Editor, The Washington Times

Dear Editor:

Your equating George W. Bush with FDR is spot-on ("Franklin Delano Bush," October 20). Both presidents recklessly increased government's role in the economy - a move that proved (in FDR's case) and will prove (in Bush's case) to do nothing but saturate the economy with such uncertainty as to frighten away entrepreneurs and investors.

But popular history will almost surely remember Bush, not as a second FDR, but as a second Herbert Hoover. The myth will be hatched that Bush was a staunch free-marketeer who was succeeded in the Oval Office by a charismatic saint whose hyperactive interventions saved the economy (even though precious little evidence of economic salvation will appear in the data).

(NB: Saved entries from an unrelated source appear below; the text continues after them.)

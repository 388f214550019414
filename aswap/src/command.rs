use std::{
    fmt::Display,
    path::{Path, PathBuf},
    str::FromStr,
};
use structopt::{clap::AppSettings, StructOpt};

mod audit_contract;
mod deploy;
mod get_contract_id;
mod initiate;
mod participant;
mod redeem;
mod refund;

use crate::{
    chain::ChainEndpoint,
    config::{validation::validate_address, File, Settings},
    ethereum::{
        wallet::{AuthError, Signer},
        Hash, U256,
    },
    Error,
};

pub use audit_contract::audit_contract;
pub use deploy::deploy;
pub use get_contract_id::get_contract_id;
pub use initiate::initiate;
pub use participant::participant;
pub use redeem::redeem;
pub use refund::refund;

#[derive(StructOpt, Debug)]
#[structopt(global_settings = &[AppSettings::DisableVersion])]
pub struct Options {
    /// Path to configuration file
    #[structopt(short = "c", long = "config", parse(from_os_str))]
    pub config_file: Option<PathBuf>,

    /// Display the current version
    #[structopt(short = "V", long = "version")]
    pub version: bool,

    /// Commands available
    #[structopt(subcommand)]
    pub cmd: Option<Command>,
}

impl Options {
    pub fn from_args() -> Self {
        StructOpt::from_args()
    }
}

#[derive(StructOpt, Debug, Clone)]
#[structopt(rename_all = "lowercase")]
pub enum Command {
    /// Deploy the HTLC contract and record its address in the configuration
    Deploy {
        /// Hex encoded contract bytecode
        #[structopt(long = "bytecode", parse(from_os_str), default_value = "htlc.bin")]
        bytecode: PathBuf,
        /// Sign with this private key instead of the keystore
        #[structopt(long = "key")]
        key: Option<String>,
    },
    /// Generate a secret and lock funds for the participant
    Initiate {
        /// Address of the participant
        #[structopt(short = "p", long = "participant")]
        participant: String,
        /// Amount to lock, in wei
        #[structopt(short = "a", long = "amount")]
        amount: String,
        /// Sign with this private key instead of the keystore
        #[structopt(long = "key")]
        key: Option<String>,
    },
    /// Lock funds for the initiator under the initiator's secret hash
    Participant {
        /// Address of the initiator
        #[structopt(short = "i", long = "initiator")]
        initiator: String,
        /// Amount to lock, in wei
        #[structopt(short = "a", long = "amount")]
        amount: String,
        /// Timelock of the initiator's contract, as a Unix timestamp
        #[structopt(short = "t", long = "time")]
        time: String,
        /// Secret hash of the initiator's contract
        #[structopt(long = "hash")]
        hash: String,
        /// Sign with this private key instead of the keystore
        #[structopt(long = "key")]
        key: Option<String>,
    },
    /// Print the contract id created by a transaction
    Getcontractid {
        /// Hash of the newContract transaction
        #[structopt(long = "txid")]
        txid: String,
        /// Contract address on the other chain
        #[structopt(long = "other")]
        other: Option<String>,
    },
    /// Print the on-chain state of a contract id
    Auditcontract {
        /// Contract id to inspect
        #[structopt(long = "id")]
        id: String,
        /// Contract address on the other chain
        #[structopt(long = "other")]
        other: Option<String>,
    },
    /// Withdraw the counterparty's funds by revealing the secret
    Redeem {
        /// Contract id to redeem
        #[structopt(long = "id")]
        id: String,
        /// The secret
        #[structopt(long = "secret")]
        secret: String,
        /// Contract address on the other chain
        #[structopt(long = "other")]
        other: String,
        /// Sign with this private key instead of the keystore
        #[structopt(long = "key")]
        key: Option<String>,
    },
    /// Reclaim locked funds once the timelock has passed
    Refund {
        /// Contract id to refund
        #[structopt(long = "id")]
        id: String,
        /// Sign with this private key instead of the keystore
        #[structopt(long = "key")]
        key: Option<String>,
    },
    /// Dump the current configuration
    Dumpconfig,
}

pub fn dump_config(file: &File) -> anyhow::Result<String> {
    file.redacted().to_pretty_json()
}

/// Unlocks the configured account, with `key` if given and from the keystore
/// otherwise.
pub fn unlock(settings: &Settings, key: Option<&str>) -> Result<Signer, Error> {
    let account = settings
        .account
        .as_deref()
        .filter(|account| !account.is_empty())
        .ok_or(AuthError::NoAccount)?;
    let account = validate_address(account)?;

    let signer = match key {
        Some(key) => Signer::from_raw_key(key, account)?,
        None => Signer::from_keystore(&settings.keystore_dir, account, &settings.password)?,
    };
    tracing::debug!("Signing as {}", signer);

    Ok(signer)
}

pub fn txid_line(endpoint: &ChainEndpoint, transaction: Hash) -> String {
    format!(
        "{}({}) txid: {}",
        endpoint.name, endpoint.chain_id, transaction
    )
}

/// Parses a command line value, reporting failures as invalid input.
fn parse<T>(what: &str, value: &str) -> Result<T, Error>
where
    T: FromStr,
    T::Err: Display,
{
    value
        .parse()
        .map_err(|e| Error::validation(format!("invalid {} {}: {}", what, value, e)))
}

fn parse_amount(value: &str) -> Result<U256, Error> {
    let amount = U256::from_dec_str(value)
        .map_err(|e| Error::validation(format!("invalid amount {}: {:?}", value, e)))?;
    if amount.is_zero() {
        return Err(Error::validation("amount must be greater than zero"));
    }

    Ok(amount)
}

/// Reads hex bytecode, tolerating a `0x` prefix and surrounding whitespace.
fn read_bytecode(path: &Path) -> Result<Vec<u8>, Error> {
    let contents = std::fs::read_to_string(path).map_err(|e| {
        Error::Validation(
            anyhow::Error::new(e).context(format!("failed to read bytecode {}", path.display())),
        )
    })?;
    let contents = contents.trim();
    let hex = contents.strip_prefix("0x").unwrap_or(contents);

    hex::decode(hex).map_err(|e| {
        Error::Validation(
            anyhow::Error::new(e).context(format!("invalid bytecode in {}", path.display())),
        )
    })
}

History will forget Bush's interventions just as it has forgotten Hoover's - as it has forgotten that Hoover signed the largest tariff hike in U.S. history; as it has forgotten that Hoover tried to create jobs by deporting hundreds of thousands of Mexicans; as it has forgotten that Hoover signed the Emergency Relief and Construction Act, the Federal Home Loan Bank Act, and created the Reconstruction Finance Corporation; as it has forgotten the Fed's flawed response to economic anxiety during Hoover's term.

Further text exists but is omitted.